I love butterflies (no, I REALLY love butterflies) and Ramon Monegal’s perfumes are always well-done, so I was very excited to get to try the Neiman Marcus exclusive, Pure Mariposa (Pure Butterfly). If there were butterflies all over the bottle I’d be in more danger (the sample has a very cute card with butterflies on it). This is a lovely spring floral, in the neighborhood of La Chasse aux Papillons or any number of other light white flower/”clean” compositions, except it isn’t clean, and that’s the big innovation here. It has that light white flower bouquet, but in the background… Other people have said they smell spice or musk, but what I smell is mostly butter. Yes, it’s a buttered white floral bouquet – lovely, not like everyone else’s spring bouquet, but not necessarily calling my name. (But, BUTTERFLIES!)

Mary Greenwell Lemon was also immediately pounced on by me, as I love Plum. There is never an occasion when Plum isn’t perfect. As elegant as a Chanel, as pretty as a Guerlain but without the Guerlainade, Plum is well worth owning in a full bottle, and I do. Here’s my review of Lemon: Lemon smells like Plum, but with lemon.

I wish I had something cooler to say, but — if you like Plum you’re going to like Lemon because it is to my nose exactly the same perfume, but with a (very pretty, very well-done) lemon note. Now lemon’s hard to do, and I’m not dissing how tough it would be to do lemon in Lemon. I’m just saying it didn’t make me rush to buy a bottle, because I do have Plum. (And don’t wear it as often as I should.)

The blogosphere’s a-twitter about Olfactive Studio’s Flash Back, and I wanted to try the line, so I got the April sample pack from Luckyscent. From the reviews, I wasn’t expecting Flash Back to open so cologne-like. I guess this is the time of year when everything smells to me like cologne, or La Chasse aux Papillons. (Every year I convince myself not to buy a FB. I don’t know why. I still don’t have one.)

The strong citrus opening to Flash Back develops into a peppery grassy thing that is quite interesting to smell, though not what I would wear. I don’t get any wood or fruit from this thing. Everything also smells like vetiver to me lately, so maybe my skin is the reason why this mostly smells like citrus/pepper/vetiver to me. Now if citrus/pepper/vetiver is your idea of heaven, get on out and get this thing, because I don’t know off the top of my head anything else that smells like it (though vetivers are in general not what I often wear and there may be tons of things in this category that I’m just not familiar with).

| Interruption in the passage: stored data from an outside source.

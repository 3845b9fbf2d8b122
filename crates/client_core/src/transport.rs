use reqwest::{Client, Response};
use serde::{de::DeserializeOwned, Serialize};
use shared::error::ApiError;
use thiserror::Error;
use url::Url;

#[derive(Debug, Error)]
pub enum FetchError {
    #[error("invalid API url: {0}")]
    Url(#[from] url::ParseError),
    #[error("request failed: {0}")]
    Request(#[from] reqwest::Error),
    #[error("server responded with {status}: {message}")]
    Status { status: u16, message: String },
}

/// HTTP access to the grid endpoint rooted at one base URL.
#[derive(Debug, Clone)]
pub struct ApiEndpoint {
    http: Client,
    base_url: String,
}

impl ApiEndpoint {
    pub fn new(base_url: &str) -> Result<Self, FetchError> {
        Self::with_client(Client::new(), base_url)
    }

    pub fn with_client(http: Client, base_url: &str) -> Result<Self, FetchError> {
        let parsed = Url::parse(base_url.trim())?;
        Ok(Self {
            http,
            base_url: parsed.as_str().trim_end_matches('/').to_string(),
        })
    }

    pub fn base_url(&self) -> &str {
        &self.base_url
    }

    fn url(&self, path: &str) -> String {
        format!("{}/{}", self.base_url, path.trim_start_matches('/'))
    }

    pub async fn get_json<T: DeserializeOwned>(
        &self,
        path: &str,
        query: &[(&str, &str)],
    ) -> Result<T, FetchError> {
        let response = self.http.get(self.url(path)).query(query).send().await?;
        decode(response).await
    }

    pub async fn post_json<B, T>(&self, path: &str, body: &B) -> Result<T, FetchError>
    where
        B: Serialize + ?Sized,
        T: DeserializeOwned,
    {
        let response = self.http.post(self.url(path)).json(body).send().await?;
        decode(response).await
    }
}

async fn decode<T: DeserializeOwned>(response: Response) -> Result<T, FetchError> {
    let status = response.status();
    if status.is_success() {
        return Ok(response.json().await?);
    }

    let text = response.text().await.unwrap_or_default();
    let message = match serde_json::from_str::<ApiError>(&text) {
        Ok(api_error) => api_error.message,
        Err(_) => error_field(&text).unwrap_or(text),
    };
    Err(FetchError::Status {
        status: status.as_u16(),
        message,
    })
}

/// Pulls `error` out of a bare `{ "error": "..." }` body.
fn error_field(text: &str) -> Option<String> {
    let value: serde_json::Value = serde_json::from_str(text).ok()?;
    value.get("error")?.as_str().map(str::to_string)
}
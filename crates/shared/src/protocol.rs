use chrono::{DateTime, Utc};
use serde::{Deserialize, Serialize};

use crate::domain::{GridId, ProductId, RowId, TemplateId};

/// Row as submitted by a client. The server assigns an id when none is sent.
#[derive(Debug, Clone, PartialEq, Eq, Serialize, Deserialize)]
#[serde(rename_all = "camelCase")]
pub struct NewGridRow {
    #[serde(default, skip_serializing_if = "Option::is_none")]
    pub id: Option<RowId>,
    pub template_id: TemplateId,
    pub products: Vec<ProductId>,
}

#[derive(Debug, Clone, PartialEq, Eq, Serialize, Deserialize)]
pub struct SaveGridRequest {
    pub name: String,
    pub rows: Vec<NewGridRow>,
}

#[derive(Debug, Clone, PartialEq, Eq, Serialize, Deserialize)]
#[serde(rename_all = "camelCase")]
pub struct GridRowRecord {
    pub id: RowId,
    pub template_id: TemplateId,
    pub products: Vec<ProductId>,
}

#[derive(Debug, Clone, PartialEq, Eq, Serialize, Deserialize)]
#[serde(rename_all = "camelCase")]
pub struct GridRecord {
    pub id: GridId,
    pub name: String,
    pub rows: Vec<GridRowRecord>,
    pub created_at: DateTime<Utc>,
}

If you care about such things, Flash Back doesn’t read the least bit feminine to me; even on a woman I think it would be fairly butch, so if that’s what you’re looking for too, Flash Back’s your baby. There’s a sour note in the middle (the rhubarb?) that I don’t much care for; it’s not pleasant to my nose, but it keeps this from being the average dry smoky cologne that so many men’s scents turn into. (I have no idea if they’re marketing it by gender, by the way.) Eventually the sour fades and you have a lovely citrus pepper perfume that isn’t the least bit floral and quite invites snorgling. (“Snorgling” being when you bury your nose into a crook of a warm body part accented with delicious scent, and just snort it, but in a snuggly way.)

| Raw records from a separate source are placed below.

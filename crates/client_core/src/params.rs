//! The `?productIds=...&rows=N` query contract.

use std::num::NonZeroUsize;

use shared::domain::ProductId;
use thiserror::Error;

#[derive(Debug, Clone, PartialEq, Eq, Error)]
pub enum ParamsError {
    #[error(
        "No product IDs specified in URL. Suggested format: ?productIds=prod_001,prod_002,prod_003&rows=3"
    )]
    MissingProductIds,
    #[error("Invalid row parameter. Use a positive number.")]
    InvalidRowCount { raw: String },
}

#[derive(Debug, Clone, PartialEq, Eq)]
pub struct GridParams {
    pub product_ids: Vec<ProductId>,
    pub row_count: Option<NonZeroUsize>,
}

impl GridParams {
    /// Parses a raw query string. A bad `rows` value is reported ahead of
    /// missing product ids.
    ///
    /// `rows` must be a whole positive integer; trailing text such as `3abc`
    /// is rejected rather than read as its leading digits.
    pub fn from_query(query: &str) -> Result<Self, ParamsError> {
        let query = query.strip_prefix('?').unwrap_or(query);

        let mut product_ids_raw: Option<String> = None;
        let mut rows_raw: Option<String> = None;
        for (key, value) in url::form_urlencoded::parse(query.as_bytes()) {
            match key.as_ref() {
                "productIds" if product_ids_raw.is_none() => {
                    product_ids_raw = Some(value.into_owned())
                }
                "rows" if rows_raw.is_none() => rows_raw = Some(value.into_owned()),
                _ => {}
            }
        }

        let row_count = match rows_raw {
            Some(raw) => Some(
                raw.trim()
                    .parse::<NonZeroUsize>()
                    .map_err(|_| ParamsError::InvalidRowCount { raw })?,
            ),
            None => None,
        };

        let product_ids = product_ids_raw
            .as_deref()
            .map(split_product_ids)
            .unwrap_or_default();
        if product_ids.is_empty() {
            return Err(ParamsError::MissingProductIds);
        }

        Ok(Self {
            product_ids,
            row_count,
        })
    }

    /// Renders the parameters back into query form.
    pub fn to_query(&self) -> String {
        let ids = self
            .product_ids
            .iter()
            .map(ProductId::as_str)
            .collect::<Vec<_>>()
            .join(",");
        let mut serializer = url::form_urlencoded::Serializer::new(String::new());
        serializer.append_pair("productIds", &ids);
        if let Some(rows) = self.row_count {
            serializer.append_pair("rows", &rows.to_string());
        }
        serializer.finish()
    }
}

fn split_product_ids(raw: &str) -> Vec<ProductId> {
    raw.split(',')
        .map(str::trim)
        .filter(|id| !id.is_empty())
        .map(ProductId::from)
        .collect()
}

#[cfg(test)]
mod tests {
    use super::*;

    #[test]
    fn parses_ids_and_row_count() {
        let params = GridParams::from_query("?productIds=prod_001,prod_002,prod_003&rows=2")
            .expect("params");
        assert_eq!(
            params.product_ids,
            vec![
                ProductId::from("prod_001"),
                ProductId::from("prod_002"),
                ProductId::from("prod_003")
            ]
        );
        assert_eq!(params.row_count, NonZeroUsize::new(2));
    }

    #[test]
    fn rows_are_optional_and_ids_are_decoded() {
        let params = GridParams::from_query("productIds=prod_001%2C%20prod_002,,").expect("params");
        assert_eq!(params.product_ids.len(), 2);
        assert_eq!(params.product_ids[1].as_str(), "prod_002");
        assert_eq!(params.row_count, None);
    }

    #[test]
    fn missing_or_blank_ids_are_rejected() {
        assert_eq!(
            GridParams::from_query("rows=3"),
            Err(ParamsError::MissingProductIds)
        );
        assert_eq!(
            GridParams::from_query("productIds=&rows=3"),
            Err(ParamsError::MissingProductIds)
        );
        assert!(ParamsError::MissingProductIds
            .to_string()
            .starts_with("No product IDs specified in URL."));
    }

    #[test]
    fn non_positive_rows_are_rejected() {
        for raw in ["0", "-2", "abc", "1.5", "3abc", ""] {
            let err = GridParams::from_query(&format!("productIds=prod_001&rows={raw}"))
                .expect_err(raw);
            assert_eq!(err.to_string(), "Invalid row parameter. Use a positive number.");
        }
    }

    #[test]
    fn row_error_wins_over_missing_ids() {
        assert!(matches!(
            GridParams::from_query("rows=zero"),
            Err(ParamsError::InvalidRowCount { .. })
        ));
    }

    #[test]
    fn query_form_parses_back() {
        let params = GridParams::from_query("productIds=prod_004,prod_007&rows=1").expect("params");
        assert_eq!(GridParams::from_query(&params.to_query()), Ok(params));
    }
}
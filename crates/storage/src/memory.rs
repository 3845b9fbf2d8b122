use std::sync::Arc;

use anyhow::Result;
use async_trait::async_trait;
use shared::{
    domain::{Product, ProductId, Template},
    protocol::GridRecord,
};
use tokio::sync::RwLock;
use tracing::debug;

use crate::{catalog::seed_products, GridStore};

/// Process-local store. Grids live only as long as the process does.
#[derive(Clone)]
pub struct MemoryGridStore {
    products: Arc<Vec<Product>>,
    templates: Arc<Vec<Template>>,
    grids: Arc<RwLock<Vec<GridRecord>>>,
}

impl MemoryGridStore {
    pub fn new(products: Vec<Product>, templates: Vec<Template>) -> Self {
        Self {
            products: Arc::new(products),
            templates: Arc::new(templates),
            grids: Arc::new(RwLock::new(Vec::new())),
        }
    }

    pub fn seeded() -> Self {
        Self::new(seed_products(), Template::builtin())
    }
}

#[async_trait]
impl GridStore for MemoryGridStore {
    async fn products_by_ids(&self, ids: &[ProductId]) -> Result<Vec<Product>> {
        Ok(self
            .products
            .iter()
            .filter(|product| ids.contains(&product.id))
            .cloned()
            .collect())
    }

    async fn list_templates(&self) -> Result<Vec<Template>> {
        Ok(self.templates.as_ref().clone())
    }

    async fn list_grids(&self) -> Result<Vec<GridRecord>> {
        Ok(self.grids.read().await.clone())
    }

    async fn insert_grid(&self, grid: GridRecord) -> Result<GridRecord> {
        let mut grids = self.grids.write().await;
        grids.push(grid.clone());
        debug!(grid_id = %grid.id, stored = grids.len(), "grid appended to memory store");
        Ok(grid)
    }
}
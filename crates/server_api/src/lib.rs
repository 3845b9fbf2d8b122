use std::sync::Arc;

use chrono::Utc;
use serde_json::Value;
use shared::{
    domain::{
        GridId, Product, ProductId, RowId, Template, TemplateId, MAX_PRODUCTS_PER_ROW,
        MIN_PRODUCTS_PER_ROW,
    },
    error::ApiError,
    protocol::{GridRecord, GridRowRecord, NewGridRow, SaveGridRequest},
};
use storage::GridStore;
use tracing::{error, info};

const MISSING_IDS: &str = "Missing required parameter: ids";
const INVALID_IDS: &str = "Invalid ids format. Expected comma-separated product IDs";
const INVALID_GRID: &str = "Invalid grid data. Required fields: name, rows";
const INVALID_ROW: &str = "Invalid row data. Each row must have a templateId and 1-3 products";

#[derive(Clone)]
pub struct ApiContext {
    pub store: Arc<dyn GridStore>,
}

impl ApiContext {
    pub fn new(store: Arc<dyn GridStore>) -> Self {
        Self { store }
    }
}

/// Splits the `ids` query value into product ids, dropping blank segments.
pub fn parse_product_ids(raw: Option<&str>) -> Result<Vec<ProductId>, ApiError> {
    let raw = raw
        .filter(|raw| !raw.is_empty())
        .ok_or_else(|| ApiError::validation(MISSING_IDS))?;

    let ids: Vec<ProductId> = raw
        .split(',')
        .map(str::trim)
        .filter(|id| !id.is_empty())
        .map(ProductId::from)
        .collect();

    if ids.is_empty() {
        return Err(ApiError::validation(INVALID_IDS));
    }
    Ok(ids)
}

pub async fn list_products(ctx: &ApiContext, ids: Option<&str>) -> Result<Vec<Product>, ApiError> {
    let ids = parse_product_ids(ids)?;
    ctx.store.products_by_ids(&ids).await.map_err(internal)
}

pub async fn list_templates(ctx: &ApiContext) -> Result<Vec<Template>, ApiError> {
    ctx.store.list_templates().await.map_err(internal)
}

pub async fn list_grids(ctx: &ApiContext) -> Result<Vec<GridRecord>, ApiError> {
    ctx.store.list_grids().await.map_err(internal)
}

/// Checks a raw `POST /grids` body. Any shape error maps onto one of two
/// fixed messages: one for the grid, one for its rows.
pub fn validate_new_grid(body: &Value) -> Result<SaveGridRequest, ApiError> {
    let name = body
        .get("name")
        .and_then(Value::as_str)
        .filter(|name| !name.is_empty())
        .ok_or_else(|| ApiError::validation(INVALID_GRID))?;
    let rows = body
        .get("rows")
        .and_then(Value::as_array)
        .ok_or_else(|| ApiError::validation(INVALID_GRID))?;

    let rows = rows
        .iter()
        .map(validate_new_row)
        .collect::<Option<Vec<_>>>()
        .ok_or_else(|| ApiError::validation(INVALID_ROW))?;

    Ok(SaveGridRequest {
        name: name.to_string(),
        rows,
    })
}

fn validate_new_row(row: &Value) -> Option<NewGridRow> {
    let template_id = row
        .get("templateId")
        .and_then(Value::as_str)
        .filter(|id| !id.is_empty())?;
    let products = row.get("products").and_then(Value::as_array)?;
    if !(MIN_PRODUCTS_PER_ROW..=MAX_PRODUCTS_PER_ROW).contains(&products.len()) {
        return None;
    }
    let products = products
        .iter()
        .map(|id| id.as_str().map(ProductId::from))
        .collect::<Option<Vec<_>>>()?;
    let id = row
        .get("id")
        .and_then(Value::as_str)
        .filter(|id| !id.is_empty())
        .map(RowId::from);

    Some(NewGridRow {
        id,
        template_id: TemplateId::from(template_id),
        products,
    })
}

pub async fn create_grid(ctx: &ApiContext, body: &[u8]) -> Result<GridRecord, ApiError> {
    let body: Value =
        serde_json::from_slice(body).map_err(|_| ApiError::validation(INVALID_GRID))?;
    let request = validate_new_grid(&body)?;

    let grid = GridRecord {
        id: GridId::generate(),
        name: request.name,
        rows: request
            .rows
            .into_iter()
            .map(|row| GridRowRecord {
                id: row.id.unwrap_or_else(RowId::generate),
                template_id: row.template_id,
                products: row.products,
            })
            .collect(),
        created_at: Utc::now(),
    };

    let grid = ctx.store.insert_grid(grid).await.map_err(internal)?;
    info!(grid_id = %grid.id, name = %grid.name, rows = grid.rows.len(), "grid saved");
    Ok(grid)
}

fn internal(err: anyhow::Error) -> ApiError {
    error!(error = %err, "grid store failure");
    ApiError::internal("Internal server error")
}

#[cfg(test)]
#[path = "tests/lib_tests.rs"]
mod tests;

As a companion piece, Thirdman’s Eau Nomade starts off as a much more unisex cologne, if cologne is what you dig. I’ve smelled a lot of things that claim to contain blood orange as a note, but this is the first thing I can remember that really had that tinge of a citrus that is more rich than acid. It gives some body to what would other be a pretty sheer cologne (hey, it has “eau” in the name), and followed as it is by some spice, it is that odd juxtaposition: a slightly spicy cologne. Again, not what I’d normally wear, but if you like things like Encens Flamboyant all winter and just need something lighter for summer, this might be just the ticket. There is nothing the least bit sweet about the citrus but it is pleasant too, not sour, and the whole thing develops into a lovely blend reminiscent of a light tomato salad (yes, that’s what I said, because eventually that “blood orange” note becomes somehow rather more vegetal than fruity – or vegi-fruit, as a tomato is). If you like tomato leaf in things like Duel but want something lighter for summer, this is for you!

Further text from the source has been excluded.